§ Provided entries
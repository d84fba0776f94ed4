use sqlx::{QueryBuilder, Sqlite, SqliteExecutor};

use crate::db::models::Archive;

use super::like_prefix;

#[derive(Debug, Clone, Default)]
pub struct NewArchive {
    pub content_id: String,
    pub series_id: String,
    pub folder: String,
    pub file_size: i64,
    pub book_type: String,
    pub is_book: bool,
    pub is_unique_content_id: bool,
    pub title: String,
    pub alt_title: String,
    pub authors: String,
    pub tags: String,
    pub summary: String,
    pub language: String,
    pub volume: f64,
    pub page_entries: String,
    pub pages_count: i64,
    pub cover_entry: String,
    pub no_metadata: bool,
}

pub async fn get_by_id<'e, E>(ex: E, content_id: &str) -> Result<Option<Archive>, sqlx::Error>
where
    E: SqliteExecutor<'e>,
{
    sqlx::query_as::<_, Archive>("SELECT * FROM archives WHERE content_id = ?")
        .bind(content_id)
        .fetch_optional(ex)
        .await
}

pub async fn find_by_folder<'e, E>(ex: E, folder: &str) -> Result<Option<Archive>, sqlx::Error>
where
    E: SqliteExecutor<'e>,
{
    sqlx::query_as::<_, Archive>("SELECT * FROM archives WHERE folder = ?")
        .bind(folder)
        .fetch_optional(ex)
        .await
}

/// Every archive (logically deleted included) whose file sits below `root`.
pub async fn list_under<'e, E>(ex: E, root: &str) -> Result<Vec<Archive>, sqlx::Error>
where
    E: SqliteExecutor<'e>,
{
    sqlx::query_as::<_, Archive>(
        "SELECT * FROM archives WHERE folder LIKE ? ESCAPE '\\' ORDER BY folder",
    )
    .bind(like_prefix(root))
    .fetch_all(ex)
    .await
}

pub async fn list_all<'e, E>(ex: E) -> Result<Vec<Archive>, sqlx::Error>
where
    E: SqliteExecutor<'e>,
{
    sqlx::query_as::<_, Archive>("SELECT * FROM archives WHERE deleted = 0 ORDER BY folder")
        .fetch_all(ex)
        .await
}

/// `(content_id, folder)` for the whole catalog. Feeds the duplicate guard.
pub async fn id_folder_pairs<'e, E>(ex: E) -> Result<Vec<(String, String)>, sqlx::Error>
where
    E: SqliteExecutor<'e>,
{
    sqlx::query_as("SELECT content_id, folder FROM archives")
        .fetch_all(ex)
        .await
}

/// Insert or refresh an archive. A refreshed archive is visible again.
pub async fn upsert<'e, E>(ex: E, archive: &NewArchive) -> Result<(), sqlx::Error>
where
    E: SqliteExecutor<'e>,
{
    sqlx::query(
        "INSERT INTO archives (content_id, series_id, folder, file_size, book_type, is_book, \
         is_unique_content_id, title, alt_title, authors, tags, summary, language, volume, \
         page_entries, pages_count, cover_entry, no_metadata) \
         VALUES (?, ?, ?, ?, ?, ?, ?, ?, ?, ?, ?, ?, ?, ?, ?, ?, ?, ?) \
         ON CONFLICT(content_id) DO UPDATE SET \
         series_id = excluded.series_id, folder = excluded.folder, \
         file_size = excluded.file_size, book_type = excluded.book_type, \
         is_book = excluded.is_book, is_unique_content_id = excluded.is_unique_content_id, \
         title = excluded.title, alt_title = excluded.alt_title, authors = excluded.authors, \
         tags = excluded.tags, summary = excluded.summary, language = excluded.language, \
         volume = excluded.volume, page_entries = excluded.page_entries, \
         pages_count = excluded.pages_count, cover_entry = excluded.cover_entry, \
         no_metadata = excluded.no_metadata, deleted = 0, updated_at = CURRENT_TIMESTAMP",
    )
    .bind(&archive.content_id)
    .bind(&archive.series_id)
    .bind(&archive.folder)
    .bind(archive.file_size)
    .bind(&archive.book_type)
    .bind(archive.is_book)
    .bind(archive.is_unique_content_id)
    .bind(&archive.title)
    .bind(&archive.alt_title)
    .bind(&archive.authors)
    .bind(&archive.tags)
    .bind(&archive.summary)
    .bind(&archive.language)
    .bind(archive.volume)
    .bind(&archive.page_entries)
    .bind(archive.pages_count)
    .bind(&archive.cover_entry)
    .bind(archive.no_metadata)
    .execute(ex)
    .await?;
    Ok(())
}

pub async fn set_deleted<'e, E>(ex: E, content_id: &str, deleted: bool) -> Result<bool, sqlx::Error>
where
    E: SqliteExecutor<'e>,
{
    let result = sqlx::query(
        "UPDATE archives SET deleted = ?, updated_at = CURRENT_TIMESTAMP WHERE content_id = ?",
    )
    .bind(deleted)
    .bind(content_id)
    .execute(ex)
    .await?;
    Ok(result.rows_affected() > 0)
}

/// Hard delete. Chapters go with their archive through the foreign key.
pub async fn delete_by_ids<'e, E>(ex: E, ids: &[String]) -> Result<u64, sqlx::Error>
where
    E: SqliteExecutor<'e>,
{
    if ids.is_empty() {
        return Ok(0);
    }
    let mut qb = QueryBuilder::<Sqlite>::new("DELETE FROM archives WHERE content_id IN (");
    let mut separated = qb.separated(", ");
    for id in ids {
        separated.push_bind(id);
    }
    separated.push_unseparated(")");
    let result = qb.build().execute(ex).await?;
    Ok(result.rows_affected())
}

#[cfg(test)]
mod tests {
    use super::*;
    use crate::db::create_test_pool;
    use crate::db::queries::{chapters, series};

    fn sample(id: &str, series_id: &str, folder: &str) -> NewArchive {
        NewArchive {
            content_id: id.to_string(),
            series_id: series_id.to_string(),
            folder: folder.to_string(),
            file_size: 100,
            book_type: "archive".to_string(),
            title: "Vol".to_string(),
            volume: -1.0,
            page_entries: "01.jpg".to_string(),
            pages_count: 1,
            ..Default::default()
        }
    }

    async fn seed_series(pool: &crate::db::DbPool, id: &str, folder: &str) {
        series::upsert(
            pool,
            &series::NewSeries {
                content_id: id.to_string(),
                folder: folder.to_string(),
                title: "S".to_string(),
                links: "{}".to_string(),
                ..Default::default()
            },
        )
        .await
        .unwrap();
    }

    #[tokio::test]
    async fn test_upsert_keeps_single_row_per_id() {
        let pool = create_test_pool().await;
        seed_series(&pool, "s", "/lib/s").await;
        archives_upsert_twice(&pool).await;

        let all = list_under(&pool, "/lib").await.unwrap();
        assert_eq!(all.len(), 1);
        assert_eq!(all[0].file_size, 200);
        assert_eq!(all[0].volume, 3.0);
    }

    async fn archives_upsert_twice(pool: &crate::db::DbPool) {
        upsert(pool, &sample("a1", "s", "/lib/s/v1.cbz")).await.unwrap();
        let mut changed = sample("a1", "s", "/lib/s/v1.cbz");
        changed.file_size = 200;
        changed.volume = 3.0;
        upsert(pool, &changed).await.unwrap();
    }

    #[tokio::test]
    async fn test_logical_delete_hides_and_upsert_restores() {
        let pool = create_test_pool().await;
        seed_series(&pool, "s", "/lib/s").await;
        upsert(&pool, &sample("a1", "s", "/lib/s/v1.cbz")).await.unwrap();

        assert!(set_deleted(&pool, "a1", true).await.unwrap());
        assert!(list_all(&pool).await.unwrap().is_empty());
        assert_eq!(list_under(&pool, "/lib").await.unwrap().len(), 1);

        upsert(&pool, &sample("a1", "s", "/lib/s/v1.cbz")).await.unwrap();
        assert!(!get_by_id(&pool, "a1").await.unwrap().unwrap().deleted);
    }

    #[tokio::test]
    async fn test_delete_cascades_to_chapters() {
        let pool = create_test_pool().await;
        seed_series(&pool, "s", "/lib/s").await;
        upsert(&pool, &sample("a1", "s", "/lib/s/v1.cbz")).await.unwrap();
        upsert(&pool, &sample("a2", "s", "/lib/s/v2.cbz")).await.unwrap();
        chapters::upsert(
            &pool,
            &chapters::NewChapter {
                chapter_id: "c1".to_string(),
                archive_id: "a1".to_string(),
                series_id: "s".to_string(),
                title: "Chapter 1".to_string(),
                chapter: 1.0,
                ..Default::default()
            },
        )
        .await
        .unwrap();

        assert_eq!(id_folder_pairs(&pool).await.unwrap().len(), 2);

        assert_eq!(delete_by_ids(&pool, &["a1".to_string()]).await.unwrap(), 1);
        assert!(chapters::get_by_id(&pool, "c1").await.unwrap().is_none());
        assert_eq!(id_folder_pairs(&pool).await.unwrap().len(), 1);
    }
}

* * *

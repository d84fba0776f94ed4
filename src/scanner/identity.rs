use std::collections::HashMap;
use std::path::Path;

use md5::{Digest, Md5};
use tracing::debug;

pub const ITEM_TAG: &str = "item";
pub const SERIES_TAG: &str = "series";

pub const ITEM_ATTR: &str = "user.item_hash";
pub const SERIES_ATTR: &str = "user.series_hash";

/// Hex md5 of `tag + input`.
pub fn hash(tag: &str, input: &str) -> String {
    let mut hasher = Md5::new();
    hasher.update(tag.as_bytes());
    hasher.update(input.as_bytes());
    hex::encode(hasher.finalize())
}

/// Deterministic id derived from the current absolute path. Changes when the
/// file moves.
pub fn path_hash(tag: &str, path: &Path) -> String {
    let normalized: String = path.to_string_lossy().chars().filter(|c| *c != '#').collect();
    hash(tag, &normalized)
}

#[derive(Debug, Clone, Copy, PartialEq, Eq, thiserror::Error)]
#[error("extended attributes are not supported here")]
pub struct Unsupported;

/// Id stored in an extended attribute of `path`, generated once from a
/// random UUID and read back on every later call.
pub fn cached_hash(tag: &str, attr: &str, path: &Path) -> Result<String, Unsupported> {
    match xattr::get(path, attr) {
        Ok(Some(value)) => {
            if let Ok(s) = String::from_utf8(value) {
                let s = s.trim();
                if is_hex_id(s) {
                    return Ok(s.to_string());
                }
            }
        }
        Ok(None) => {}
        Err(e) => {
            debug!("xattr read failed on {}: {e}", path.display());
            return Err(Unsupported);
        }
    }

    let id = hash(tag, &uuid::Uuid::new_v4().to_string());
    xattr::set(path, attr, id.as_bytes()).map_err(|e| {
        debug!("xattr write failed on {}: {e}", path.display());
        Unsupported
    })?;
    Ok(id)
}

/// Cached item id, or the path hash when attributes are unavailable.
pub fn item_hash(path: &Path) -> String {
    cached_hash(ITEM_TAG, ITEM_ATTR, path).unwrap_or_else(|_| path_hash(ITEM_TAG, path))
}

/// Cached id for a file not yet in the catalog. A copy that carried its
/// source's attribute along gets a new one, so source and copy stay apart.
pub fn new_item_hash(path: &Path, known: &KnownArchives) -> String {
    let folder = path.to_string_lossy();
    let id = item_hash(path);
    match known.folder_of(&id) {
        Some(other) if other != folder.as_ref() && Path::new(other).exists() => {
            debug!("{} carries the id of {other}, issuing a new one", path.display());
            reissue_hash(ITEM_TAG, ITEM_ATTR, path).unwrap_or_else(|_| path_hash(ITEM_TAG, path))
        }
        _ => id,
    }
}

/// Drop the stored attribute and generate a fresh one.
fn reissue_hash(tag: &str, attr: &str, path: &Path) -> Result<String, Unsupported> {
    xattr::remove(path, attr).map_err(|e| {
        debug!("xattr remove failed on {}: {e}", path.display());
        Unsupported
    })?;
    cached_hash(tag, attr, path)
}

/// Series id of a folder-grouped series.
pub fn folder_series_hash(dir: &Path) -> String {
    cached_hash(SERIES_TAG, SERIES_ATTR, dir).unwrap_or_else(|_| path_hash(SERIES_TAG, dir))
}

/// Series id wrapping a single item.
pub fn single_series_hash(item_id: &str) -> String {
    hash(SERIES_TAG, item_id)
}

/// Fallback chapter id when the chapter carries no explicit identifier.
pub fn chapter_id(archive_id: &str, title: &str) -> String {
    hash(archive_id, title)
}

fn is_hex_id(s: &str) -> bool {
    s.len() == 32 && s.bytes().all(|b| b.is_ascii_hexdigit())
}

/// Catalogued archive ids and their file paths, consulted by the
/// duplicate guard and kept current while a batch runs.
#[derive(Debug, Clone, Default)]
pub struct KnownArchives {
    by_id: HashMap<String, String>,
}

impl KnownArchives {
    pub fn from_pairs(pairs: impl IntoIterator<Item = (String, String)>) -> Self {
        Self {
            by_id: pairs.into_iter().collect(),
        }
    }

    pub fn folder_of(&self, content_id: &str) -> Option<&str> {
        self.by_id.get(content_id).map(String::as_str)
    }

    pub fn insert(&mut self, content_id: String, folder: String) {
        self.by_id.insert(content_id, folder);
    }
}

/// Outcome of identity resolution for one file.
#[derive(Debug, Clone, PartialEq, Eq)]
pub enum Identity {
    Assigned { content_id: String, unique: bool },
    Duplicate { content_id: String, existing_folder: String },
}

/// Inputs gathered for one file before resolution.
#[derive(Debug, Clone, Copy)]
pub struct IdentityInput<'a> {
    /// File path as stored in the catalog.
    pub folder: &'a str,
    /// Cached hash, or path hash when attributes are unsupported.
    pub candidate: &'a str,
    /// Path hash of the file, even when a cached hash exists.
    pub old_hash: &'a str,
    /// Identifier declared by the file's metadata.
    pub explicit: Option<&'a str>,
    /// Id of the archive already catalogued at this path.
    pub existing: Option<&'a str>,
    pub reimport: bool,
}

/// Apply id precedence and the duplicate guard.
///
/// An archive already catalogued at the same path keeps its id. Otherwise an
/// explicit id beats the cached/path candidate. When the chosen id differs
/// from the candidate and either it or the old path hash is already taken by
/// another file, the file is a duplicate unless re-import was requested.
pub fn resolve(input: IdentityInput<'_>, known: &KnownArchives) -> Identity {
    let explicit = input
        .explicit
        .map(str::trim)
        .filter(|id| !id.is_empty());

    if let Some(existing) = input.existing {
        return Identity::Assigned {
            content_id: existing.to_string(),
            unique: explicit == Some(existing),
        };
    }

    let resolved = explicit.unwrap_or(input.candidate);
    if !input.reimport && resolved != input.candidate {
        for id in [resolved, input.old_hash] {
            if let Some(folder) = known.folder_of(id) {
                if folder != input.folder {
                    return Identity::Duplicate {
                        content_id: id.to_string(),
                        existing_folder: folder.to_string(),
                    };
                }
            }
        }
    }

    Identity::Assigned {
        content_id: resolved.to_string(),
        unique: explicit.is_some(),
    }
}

§ What to do
Among the entries above, the line containing "let s = s.trim();", the line containing "xattr::set(path, attr, id.as_bytes()).map_err(|e|", and all lines between them are to be restated word for word; nothing else belongs in the reply.

§ Solved exercise
                let s = s.trim();
                if is_hex_id(s) {
                    return Ok(s.to_string());
                }
            }
        }
        Ok(None) => {}
        Err(e) => {
            debug!("xattr read failed on {}: {e}", path.display());
            return Err(Unsupported);
        }
    }

    let id = hash(tag, &uuid::Uuid::new_v4().to_string());
    xattr::set(path, attr, id.as_bytes()).map_err(|e| {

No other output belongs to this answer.